• _Stored items_
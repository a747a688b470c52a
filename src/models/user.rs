use std::collections::BTreeSet;

use serde::{Deserialize, Serialize};

use super::org_unit::OrganisationUnit;

/// Authority names checked by the access rules.
pub mod authorities {
    /// Superuser: bypasses sharing and scope checks.
    pub const ALL: &str = "ALL";
    pub const TEI_CASCADE_DELETE: &str = "F_TEI_CASCADE_DELETE";
    pub const ENROLLMENT_CASCADE_DELETE: &str = "F_ENROLLMENT_CASCADE_DELETE";
    pub const UNCOMPLETE_EVENT: &str = "F_UNCOMPLETE_EVENT";
    pub const SEARCH_IN_ALL_ORG_UNITS: &str = "F_TRACKED_ENTITY_INSTANCE_SEARCH_IN_ALL_ORGUNITS";
}

/// The authenticated caller of one request.
#[derive(Debug, Clone, Default, PartialEq, Eq, Serialize, Deserialize)]
#[serde(rename_all = "camelCase")]
pub struct User {
    pub uid: String,
    pub username: String,
    pub groups: Vec<String>,
    pub authorities: BTreeSet<String>,
    /// Org units where the user may create and write data.
    pub capture_scope: Vec<OrganisationUnit>,
    /// Org units where the user may search and read data.
    pub search_scope: Vec<OrganisationUnit>,
}

impl User {
    pub fn new(uid: &str, username: &str) -> Self {
        Self {
            uid: uid.to_string(),
            username: username.to_string(),
            ..Self::default()
        }
    }

    pub fn with_groups(mut self, groups: &[&str]) -> Self {
        self.groups = groups.iter().map(|g| g.to_string()).collect();
        self
    }

    pub fn with_authorities(mut self, authorities: &[&str]) -> Self {
        self.authorities = authorities.iter().map(|a| a.to_string()).collect();
        self
    }

    pub fn with_capture_scope(mut self, units: Vec<OrganisationUnit>) -> Self {
        self.capture_scope = units;
        self
    }

    pub fn with_search_scope(mut self, units: Vec<OrganisationUnit>) -> Self {
        self.search_scope = units;
        self
    }

    pub fn is_super(&self) -> bool {
        self.authorities.contains(authorities::ALL)
    }

    pub fn is_authorized(&self, authority: &str) -> bool {
        self.is_super() || self.authorities.contains(authority)
    }

    pub fn is_in_capture_scope(&self, org_unit: &OrganisationUnit) -> bool {
        self.capture_scope.iter().any(|root| org_unit.is_descendant_of(root))
    }

    /// Search scope always includes the capture scope.
    pub fn is_in_search_scope(&self, org_unit: &OrganisationUnit) -> bool {
        self.is_in_capture_scope(org_unit)
            || self.search_scope.iter().any(|root| org_unit.is_descendant_of(root))
    }

    /// Roots of the search scope (search units plus capture units).
    pub fn effective_search_scope(&self) -> Vec<&OrganisationUnit> {
        let mut roots: Vec<&OrganisationUnit> = self.search_scope.iter().collect();
        for unit in &self.capture_scope {
            if !roots.iter().any(|r| r.uid == unit.uid) {
                roots.push(unit);
            }
        }
        roots
    }
}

• _Directions_
Copy every line of the data where "bool" is found.

• _Answer space_
    pub fn is_super(&self) -> bool {
    pub fn is_authorized(&self, authority: &str) -> bool {
    pub fn is_in_capture_scope(&self, org_unit: &OrganisationUnit) -> bool {
    pub fn is_in_search_scope(&self, org_unit: &OrganisationUnit) -> bool {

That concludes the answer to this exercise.